Goal of the exercise
The required output consists solely of the lines from the top of the listing through the line containing "exposes that stage", transcribed exactly.

── Listed records

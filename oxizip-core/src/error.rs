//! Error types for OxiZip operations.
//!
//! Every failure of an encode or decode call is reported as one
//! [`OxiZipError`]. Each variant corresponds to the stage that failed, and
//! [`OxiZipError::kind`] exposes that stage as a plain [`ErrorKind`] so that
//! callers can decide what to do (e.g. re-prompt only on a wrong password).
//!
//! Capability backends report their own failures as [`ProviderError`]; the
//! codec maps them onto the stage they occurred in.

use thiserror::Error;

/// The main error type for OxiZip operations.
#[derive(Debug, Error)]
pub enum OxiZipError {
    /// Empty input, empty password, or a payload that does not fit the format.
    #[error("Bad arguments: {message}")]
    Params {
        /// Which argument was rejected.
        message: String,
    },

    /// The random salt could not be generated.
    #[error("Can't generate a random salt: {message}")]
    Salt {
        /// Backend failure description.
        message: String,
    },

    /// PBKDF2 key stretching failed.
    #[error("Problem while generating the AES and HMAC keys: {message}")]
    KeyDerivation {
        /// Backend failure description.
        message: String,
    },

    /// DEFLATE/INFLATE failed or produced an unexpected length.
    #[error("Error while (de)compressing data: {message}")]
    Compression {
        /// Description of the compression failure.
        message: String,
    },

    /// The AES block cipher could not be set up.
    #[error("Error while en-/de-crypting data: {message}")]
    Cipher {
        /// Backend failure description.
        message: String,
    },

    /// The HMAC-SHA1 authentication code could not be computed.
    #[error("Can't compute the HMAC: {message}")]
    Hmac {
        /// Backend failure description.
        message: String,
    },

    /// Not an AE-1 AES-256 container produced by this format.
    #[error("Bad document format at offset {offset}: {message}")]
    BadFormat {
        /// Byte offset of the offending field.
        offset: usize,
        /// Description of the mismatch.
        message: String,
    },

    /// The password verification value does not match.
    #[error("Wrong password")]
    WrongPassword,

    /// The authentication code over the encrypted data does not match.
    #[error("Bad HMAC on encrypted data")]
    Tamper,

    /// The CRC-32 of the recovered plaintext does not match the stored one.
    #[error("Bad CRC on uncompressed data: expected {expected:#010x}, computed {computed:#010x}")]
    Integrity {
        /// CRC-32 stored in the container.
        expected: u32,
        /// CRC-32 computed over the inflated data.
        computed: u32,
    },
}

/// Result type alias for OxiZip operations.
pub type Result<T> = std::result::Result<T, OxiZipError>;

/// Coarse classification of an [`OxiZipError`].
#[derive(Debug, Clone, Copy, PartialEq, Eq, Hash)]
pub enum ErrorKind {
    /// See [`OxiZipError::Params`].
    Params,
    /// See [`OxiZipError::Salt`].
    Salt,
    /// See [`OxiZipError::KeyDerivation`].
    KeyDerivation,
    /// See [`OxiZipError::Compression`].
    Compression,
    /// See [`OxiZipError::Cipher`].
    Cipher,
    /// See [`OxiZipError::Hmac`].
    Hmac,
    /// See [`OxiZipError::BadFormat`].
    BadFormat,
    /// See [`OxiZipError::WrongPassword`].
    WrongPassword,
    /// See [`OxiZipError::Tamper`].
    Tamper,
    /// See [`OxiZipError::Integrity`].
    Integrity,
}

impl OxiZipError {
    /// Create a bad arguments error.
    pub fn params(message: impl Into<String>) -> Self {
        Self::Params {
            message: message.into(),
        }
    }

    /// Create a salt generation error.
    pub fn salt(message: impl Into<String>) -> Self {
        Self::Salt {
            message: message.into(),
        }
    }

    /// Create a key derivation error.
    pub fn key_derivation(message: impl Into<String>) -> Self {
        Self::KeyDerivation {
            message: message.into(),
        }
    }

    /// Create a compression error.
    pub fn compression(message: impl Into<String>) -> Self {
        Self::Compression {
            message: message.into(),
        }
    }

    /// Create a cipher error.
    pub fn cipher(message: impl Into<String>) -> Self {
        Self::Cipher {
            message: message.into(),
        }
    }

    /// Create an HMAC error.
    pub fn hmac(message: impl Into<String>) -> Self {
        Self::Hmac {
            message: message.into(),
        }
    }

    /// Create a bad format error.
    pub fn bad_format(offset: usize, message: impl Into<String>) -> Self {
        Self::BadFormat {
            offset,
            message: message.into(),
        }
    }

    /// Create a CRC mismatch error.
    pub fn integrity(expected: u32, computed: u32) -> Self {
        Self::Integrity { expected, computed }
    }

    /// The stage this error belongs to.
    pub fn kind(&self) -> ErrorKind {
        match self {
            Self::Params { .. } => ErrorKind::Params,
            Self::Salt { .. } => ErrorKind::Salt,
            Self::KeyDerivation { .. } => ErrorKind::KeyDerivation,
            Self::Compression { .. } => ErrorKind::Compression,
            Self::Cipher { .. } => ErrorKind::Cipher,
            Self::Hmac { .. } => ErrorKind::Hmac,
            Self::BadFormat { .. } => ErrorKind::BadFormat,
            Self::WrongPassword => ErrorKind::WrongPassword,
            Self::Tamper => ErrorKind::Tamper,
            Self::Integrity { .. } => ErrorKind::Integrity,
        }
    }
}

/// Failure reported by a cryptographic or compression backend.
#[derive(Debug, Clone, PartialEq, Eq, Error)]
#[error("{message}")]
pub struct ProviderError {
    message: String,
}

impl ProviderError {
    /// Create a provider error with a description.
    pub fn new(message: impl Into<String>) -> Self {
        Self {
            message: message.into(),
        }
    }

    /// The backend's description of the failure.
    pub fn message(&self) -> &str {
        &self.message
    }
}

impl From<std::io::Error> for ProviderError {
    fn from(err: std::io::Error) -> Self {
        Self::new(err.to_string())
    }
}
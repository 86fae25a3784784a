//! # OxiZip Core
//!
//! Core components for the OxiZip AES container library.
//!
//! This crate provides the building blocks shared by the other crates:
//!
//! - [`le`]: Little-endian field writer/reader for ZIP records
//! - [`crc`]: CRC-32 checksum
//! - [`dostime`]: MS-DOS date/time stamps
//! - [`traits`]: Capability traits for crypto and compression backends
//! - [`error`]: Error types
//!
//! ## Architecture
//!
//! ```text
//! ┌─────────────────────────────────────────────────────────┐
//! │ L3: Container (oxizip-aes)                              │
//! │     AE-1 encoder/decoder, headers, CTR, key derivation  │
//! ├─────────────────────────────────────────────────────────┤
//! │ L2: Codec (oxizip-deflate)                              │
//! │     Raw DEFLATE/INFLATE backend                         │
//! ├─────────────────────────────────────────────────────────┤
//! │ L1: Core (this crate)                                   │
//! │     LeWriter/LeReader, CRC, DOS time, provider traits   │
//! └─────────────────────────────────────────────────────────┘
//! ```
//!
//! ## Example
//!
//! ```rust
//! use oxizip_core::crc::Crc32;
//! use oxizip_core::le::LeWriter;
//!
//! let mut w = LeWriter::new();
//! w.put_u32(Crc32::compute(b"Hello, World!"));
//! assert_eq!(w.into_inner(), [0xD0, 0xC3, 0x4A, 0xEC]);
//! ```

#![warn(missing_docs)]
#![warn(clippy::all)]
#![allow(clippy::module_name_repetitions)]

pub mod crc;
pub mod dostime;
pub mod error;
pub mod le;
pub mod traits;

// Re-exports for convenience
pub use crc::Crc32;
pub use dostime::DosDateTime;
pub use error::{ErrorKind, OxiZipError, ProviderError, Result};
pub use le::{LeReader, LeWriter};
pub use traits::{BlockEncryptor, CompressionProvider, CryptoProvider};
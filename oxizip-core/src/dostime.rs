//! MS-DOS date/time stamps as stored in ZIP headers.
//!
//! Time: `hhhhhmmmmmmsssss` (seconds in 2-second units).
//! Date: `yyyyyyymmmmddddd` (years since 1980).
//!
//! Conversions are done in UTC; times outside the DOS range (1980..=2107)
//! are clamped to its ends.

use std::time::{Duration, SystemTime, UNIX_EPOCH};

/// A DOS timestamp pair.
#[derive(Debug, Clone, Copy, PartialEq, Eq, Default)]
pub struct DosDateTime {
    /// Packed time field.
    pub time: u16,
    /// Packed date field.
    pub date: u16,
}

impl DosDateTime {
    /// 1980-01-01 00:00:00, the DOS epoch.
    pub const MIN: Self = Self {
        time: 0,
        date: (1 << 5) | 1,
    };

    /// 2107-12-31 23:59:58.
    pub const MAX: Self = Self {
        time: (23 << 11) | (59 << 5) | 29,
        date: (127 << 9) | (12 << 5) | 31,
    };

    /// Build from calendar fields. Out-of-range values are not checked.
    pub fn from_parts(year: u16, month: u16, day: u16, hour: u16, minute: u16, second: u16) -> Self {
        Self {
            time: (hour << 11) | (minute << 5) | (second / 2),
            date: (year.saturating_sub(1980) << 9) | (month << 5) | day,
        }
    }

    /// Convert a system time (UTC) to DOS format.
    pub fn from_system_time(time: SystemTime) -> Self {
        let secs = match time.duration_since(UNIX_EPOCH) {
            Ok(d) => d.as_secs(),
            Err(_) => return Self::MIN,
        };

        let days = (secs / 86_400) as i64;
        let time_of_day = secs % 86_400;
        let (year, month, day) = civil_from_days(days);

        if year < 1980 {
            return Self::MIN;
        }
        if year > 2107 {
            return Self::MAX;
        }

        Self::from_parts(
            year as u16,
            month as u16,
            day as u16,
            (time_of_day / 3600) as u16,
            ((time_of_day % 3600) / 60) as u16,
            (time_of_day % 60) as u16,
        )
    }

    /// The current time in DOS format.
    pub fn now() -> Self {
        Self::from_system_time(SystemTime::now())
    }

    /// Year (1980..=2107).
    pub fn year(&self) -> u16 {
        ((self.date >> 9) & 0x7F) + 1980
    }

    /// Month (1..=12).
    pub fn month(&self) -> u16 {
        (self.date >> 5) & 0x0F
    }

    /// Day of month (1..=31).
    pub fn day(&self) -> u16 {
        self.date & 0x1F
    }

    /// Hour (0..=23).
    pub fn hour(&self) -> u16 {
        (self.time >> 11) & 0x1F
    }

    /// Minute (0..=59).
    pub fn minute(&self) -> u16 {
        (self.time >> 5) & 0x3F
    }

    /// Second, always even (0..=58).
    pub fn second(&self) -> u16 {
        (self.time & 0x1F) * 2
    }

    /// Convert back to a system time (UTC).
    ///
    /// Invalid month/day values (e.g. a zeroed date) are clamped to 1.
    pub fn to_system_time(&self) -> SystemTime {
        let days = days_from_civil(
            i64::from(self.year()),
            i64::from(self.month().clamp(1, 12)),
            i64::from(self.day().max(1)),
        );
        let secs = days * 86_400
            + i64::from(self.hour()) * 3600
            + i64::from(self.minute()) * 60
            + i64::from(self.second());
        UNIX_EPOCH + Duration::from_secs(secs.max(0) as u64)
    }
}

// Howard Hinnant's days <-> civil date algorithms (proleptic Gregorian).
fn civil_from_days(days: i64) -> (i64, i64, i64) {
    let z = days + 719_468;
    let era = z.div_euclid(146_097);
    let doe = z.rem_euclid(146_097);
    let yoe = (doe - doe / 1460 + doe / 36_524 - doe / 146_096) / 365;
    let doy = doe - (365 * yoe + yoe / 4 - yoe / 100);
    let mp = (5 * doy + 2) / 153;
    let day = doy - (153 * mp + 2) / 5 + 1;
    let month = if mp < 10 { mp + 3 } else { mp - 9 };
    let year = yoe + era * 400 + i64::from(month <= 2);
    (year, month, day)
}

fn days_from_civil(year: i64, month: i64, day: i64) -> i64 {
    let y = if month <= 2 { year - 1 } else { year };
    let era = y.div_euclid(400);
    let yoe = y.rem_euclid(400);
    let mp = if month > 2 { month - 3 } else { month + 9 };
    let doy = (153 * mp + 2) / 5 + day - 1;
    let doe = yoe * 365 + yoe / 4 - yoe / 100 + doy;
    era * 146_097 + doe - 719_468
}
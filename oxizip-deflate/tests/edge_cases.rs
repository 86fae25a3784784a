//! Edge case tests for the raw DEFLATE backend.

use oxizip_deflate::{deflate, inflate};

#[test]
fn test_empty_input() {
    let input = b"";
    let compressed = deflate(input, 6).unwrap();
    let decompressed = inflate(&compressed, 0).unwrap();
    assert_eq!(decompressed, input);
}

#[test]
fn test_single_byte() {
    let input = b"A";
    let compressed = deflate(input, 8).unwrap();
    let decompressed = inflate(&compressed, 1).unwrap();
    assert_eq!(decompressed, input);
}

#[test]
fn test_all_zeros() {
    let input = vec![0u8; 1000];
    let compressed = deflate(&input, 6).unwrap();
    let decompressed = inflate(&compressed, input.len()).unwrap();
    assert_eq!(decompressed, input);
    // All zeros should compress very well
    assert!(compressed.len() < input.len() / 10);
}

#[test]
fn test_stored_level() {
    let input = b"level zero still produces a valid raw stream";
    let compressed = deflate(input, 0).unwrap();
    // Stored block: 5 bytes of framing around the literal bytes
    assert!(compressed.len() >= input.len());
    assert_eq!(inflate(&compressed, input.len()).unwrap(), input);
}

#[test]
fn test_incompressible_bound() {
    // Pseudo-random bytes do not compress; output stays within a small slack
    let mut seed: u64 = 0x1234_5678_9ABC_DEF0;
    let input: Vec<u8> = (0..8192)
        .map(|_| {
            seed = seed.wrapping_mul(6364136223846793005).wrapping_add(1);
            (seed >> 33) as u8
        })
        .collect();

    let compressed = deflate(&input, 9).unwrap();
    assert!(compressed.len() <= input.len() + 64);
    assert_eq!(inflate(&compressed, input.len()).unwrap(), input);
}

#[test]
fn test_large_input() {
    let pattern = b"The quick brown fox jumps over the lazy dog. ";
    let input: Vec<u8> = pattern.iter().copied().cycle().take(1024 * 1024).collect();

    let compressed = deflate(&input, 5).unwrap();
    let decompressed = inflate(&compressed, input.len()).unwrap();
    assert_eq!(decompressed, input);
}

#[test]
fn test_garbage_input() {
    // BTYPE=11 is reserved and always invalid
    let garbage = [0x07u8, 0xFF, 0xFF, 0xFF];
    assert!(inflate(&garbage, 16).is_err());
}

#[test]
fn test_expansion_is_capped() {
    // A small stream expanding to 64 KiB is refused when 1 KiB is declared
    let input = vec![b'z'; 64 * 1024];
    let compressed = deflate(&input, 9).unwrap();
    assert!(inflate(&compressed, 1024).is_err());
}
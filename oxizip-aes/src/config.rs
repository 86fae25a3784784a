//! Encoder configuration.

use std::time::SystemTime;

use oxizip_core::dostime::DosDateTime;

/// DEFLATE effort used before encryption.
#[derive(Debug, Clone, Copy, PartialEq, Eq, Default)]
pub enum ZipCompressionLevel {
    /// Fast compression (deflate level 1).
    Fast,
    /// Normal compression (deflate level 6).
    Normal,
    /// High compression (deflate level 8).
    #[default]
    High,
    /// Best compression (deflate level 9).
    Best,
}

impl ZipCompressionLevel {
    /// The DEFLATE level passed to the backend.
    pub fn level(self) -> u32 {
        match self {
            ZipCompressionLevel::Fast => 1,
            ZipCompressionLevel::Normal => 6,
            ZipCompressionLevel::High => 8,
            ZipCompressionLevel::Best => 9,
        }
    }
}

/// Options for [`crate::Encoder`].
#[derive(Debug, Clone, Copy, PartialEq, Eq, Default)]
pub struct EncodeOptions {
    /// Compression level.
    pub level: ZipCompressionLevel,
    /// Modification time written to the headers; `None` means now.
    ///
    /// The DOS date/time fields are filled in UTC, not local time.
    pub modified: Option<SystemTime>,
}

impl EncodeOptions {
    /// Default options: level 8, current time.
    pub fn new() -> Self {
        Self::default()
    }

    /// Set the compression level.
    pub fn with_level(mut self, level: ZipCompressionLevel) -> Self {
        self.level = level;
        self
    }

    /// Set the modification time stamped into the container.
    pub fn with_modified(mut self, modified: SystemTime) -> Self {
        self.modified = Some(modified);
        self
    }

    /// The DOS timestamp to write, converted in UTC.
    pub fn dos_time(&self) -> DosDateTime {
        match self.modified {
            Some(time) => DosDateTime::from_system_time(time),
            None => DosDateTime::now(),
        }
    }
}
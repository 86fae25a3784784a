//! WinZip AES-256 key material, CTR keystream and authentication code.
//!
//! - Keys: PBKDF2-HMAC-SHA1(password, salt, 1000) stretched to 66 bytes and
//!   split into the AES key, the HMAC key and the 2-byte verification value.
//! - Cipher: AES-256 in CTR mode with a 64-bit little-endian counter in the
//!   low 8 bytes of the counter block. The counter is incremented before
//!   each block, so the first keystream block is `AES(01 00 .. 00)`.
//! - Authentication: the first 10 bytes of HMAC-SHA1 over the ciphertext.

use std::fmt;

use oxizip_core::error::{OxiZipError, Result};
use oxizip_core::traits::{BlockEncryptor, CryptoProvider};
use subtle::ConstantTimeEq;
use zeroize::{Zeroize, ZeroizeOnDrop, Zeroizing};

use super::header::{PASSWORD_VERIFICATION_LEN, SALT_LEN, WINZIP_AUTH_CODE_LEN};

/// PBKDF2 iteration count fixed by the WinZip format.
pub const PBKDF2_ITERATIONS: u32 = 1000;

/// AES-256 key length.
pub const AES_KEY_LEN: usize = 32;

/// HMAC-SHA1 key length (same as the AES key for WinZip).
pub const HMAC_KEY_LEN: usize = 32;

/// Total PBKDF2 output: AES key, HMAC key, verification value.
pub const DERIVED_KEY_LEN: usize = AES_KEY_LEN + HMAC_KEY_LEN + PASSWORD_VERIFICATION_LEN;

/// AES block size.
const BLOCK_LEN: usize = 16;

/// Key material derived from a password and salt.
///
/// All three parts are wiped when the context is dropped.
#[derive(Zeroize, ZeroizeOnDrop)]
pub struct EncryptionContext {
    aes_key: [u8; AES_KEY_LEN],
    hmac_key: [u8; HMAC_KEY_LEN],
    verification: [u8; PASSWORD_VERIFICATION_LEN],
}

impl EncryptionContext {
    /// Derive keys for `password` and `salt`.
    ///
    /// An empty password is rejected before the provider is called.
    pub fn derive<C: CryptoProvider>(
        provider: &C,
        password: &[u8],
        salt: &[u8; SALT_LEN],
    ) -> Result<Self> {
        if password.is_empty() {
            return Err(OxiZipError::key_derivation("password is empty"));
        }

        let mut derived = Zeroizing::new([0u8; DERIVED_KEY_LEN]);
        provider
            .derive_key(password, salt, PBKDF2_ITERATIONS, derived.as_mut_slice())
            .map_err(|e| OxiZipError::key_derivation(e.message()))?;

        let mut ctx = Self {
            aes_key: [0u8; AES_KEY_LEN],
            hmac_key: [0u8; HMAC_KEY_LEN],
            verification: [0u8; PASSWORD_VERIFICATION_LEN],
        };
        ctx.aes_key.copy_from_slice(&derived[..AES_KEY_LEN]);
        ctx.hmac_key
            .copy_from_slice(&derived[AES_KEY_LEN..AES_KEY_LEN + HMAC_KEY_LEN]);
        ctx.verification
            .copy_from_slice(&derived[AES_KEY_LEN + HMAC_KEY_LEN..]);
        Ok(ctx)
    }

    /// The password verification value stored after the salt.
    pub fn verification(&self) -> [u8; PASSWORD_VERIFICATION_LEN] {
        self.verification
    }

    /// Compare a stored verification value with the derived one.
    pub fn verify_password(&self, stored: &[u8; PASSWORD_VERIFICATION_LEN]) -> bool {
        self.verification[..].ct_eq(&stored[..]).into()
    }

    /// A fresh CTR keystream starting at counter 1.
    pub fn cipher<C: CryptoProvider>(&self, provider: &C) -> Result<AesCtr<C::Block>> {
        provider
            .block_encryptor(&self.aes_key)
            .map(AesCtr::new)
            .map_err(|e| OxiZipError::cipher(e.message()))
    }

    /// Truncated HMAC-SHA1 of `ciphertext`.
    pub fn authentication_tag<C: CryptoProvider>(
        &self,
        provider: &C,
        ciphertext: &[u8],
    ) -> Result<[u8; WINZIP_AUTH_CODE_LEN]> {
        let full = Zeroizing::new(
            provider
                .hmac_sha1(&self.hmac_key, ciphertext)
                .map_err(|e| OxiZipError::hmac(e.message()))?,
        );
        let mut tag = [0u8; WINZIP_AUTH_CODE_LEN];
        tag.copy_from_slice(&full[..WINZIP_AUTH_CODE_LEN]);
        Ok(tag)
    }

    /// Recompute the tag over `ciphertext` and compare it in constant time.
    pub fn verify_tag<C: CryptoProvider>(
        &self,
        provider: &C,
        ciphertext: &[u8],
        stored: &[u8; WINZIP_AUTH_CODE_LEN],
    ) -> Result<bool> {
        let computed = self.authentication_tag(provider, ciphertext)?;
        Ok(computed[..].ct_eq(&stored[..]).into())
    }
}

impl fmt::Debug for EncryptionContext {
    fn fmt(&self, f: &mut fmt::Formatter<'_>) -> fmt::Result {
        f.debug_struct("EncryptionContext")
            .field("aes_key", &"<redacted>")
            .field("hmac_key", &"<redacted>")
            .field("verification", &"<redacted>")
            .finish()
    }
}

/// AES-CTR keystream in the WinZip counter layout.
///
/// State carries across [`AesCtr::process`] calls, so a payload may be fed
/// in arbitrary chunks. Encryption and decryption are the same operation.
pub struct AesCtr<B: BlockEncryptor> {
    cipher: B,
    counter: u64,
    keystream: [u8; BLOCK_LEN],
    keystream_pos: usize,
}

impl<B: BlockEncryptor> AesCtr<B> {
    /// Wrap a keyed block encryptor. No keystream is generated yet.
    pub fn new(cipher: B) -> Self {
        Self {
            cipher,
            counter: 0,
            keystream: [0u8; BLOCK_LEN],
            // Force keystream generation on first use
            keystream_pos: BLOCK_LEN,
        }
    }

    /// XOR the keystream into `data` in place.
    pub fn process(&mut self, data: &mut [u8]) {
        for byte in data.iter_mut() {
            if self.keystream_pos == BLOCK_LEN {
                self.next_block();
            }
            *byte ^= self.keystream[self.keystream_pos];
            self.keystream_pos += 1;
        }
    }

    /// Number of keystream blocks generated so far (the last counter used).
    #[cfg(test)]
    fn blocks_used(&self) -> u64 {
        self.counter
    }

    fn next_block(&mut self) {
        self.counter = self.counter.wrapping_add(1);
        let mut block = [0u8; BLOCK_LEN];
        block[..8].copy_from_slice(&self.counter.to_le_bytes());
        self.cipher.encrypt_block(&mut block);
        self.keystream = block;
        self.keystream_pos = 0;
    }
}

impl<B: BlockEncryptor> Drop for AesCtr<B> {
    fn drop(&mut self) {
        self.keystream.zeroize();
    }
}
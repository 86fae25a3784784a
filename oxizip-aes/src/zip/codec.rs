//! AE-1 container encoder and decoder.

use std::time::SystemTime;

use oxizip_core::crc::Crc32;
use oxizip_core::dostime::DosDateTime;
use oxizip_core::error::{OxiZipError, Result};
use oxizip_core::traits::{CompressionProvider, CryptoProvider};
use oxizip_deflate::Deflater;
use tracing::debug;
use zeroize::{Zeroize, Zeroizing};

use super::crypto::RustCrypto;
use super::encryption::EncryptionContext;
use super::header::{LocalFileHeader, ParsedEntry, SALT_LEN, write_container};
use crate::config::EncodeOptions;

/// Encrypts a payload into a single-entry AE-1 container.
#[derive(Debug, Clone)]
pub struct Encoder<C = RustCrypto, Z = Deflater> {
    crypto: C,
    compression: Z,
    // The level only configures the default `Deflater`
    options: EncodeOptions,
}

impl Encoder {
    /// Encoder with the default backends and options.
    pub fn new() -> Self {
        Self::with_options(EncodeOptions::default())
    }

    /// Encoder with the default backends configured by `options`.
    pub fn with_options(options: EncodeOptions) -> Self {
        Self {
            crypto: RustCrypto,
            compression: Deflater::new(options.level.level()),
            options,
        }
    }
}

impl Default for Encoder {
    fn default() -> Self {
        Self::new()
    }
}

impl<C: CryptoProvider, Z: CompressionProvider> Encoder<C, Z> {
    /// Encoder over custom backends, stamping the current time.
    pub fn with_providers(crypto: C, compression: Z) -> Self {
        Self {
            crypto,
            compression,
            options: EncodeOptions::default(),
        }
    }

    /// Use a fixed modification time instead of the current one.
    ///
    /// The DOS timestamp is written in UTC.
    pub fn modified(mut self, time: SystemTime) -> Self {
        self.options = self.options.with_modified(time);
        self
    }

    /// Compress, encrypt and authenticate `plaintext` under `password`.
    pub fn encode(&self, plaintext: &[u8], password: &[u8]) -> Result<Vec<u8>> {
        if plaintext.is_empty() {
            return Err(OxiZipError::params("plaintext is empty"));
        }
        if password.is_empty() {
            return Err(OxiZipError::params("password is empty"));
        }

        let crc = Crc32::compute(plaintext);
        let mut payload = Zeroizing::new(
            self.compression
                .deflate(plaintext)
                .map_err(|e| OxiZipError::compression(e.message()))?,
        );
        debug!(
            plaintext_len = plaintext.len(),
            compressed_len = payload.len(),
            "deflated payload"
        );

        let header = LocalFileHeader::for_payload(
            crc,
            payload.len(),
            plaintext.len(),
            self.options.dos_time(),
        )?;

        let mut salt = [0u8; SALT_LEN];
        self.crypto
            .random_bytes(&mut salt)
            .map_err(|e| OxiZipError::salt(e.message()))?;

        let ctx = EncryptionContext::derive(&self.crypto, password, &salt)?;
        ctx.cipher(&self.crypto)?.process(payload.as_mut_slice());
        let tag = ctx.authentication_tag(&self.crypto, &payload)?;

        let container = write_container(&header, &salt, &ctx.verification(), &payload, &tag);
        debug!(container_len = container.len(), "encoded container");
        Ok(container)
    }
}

────

The completed task
filename oxizip-core/src/error.rs
//! Error types for OxiZip operations.
//!
//! Every failure of an encode or decode call is reported as one
//! [`OxiZipError`]. Each variant corresponds to the stage that failed, and
//! [`OxiZipError::kind`] exposes that stage as a plain [`ErrorKind`] so that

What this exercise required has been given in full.